Keeping every word intact, reproduce all of the records.

BEGIN

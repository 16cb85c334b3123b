//! Re-imports for convenience
#[doc(no_inline)]
pub use crate::data::{CategoricalSuffStat, DataOrSuffStat};
#[doc(no_inline)]
pub use crate::dist::*;
#[doc(no_inline)]
pub use crate::model::ConjugateModel;
#[doc(no_inline)]
pub use crate::suffstat_traits::*;
#[doc(no_inline)]
pub use crate::traits::*;

pub type CategoricalData<'a, X> = DataOrSuffStat<'a, X, Categorical>;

END

- _RESULT OF THIS TASK_
repository 16cb85c334b3123b
//! Re-imports for convenience
#[doc(no_inline)]
pub use crate::data::{CategoricalSuffStat, DataOrSuffStat};
#[doc(no_inline)]
pub use crate::dist::*;
#[doc(no_inline)]
pub use crate::model::ConjugateModel;
#[doc(no_inline)]
pub use crate::suffstat_traits::*;
#[doc(no_inline)]
pub use crate::traits::*;

pub type CategoricalData<'a, X> = DataOrSuffStat<'a, X, Categorical>;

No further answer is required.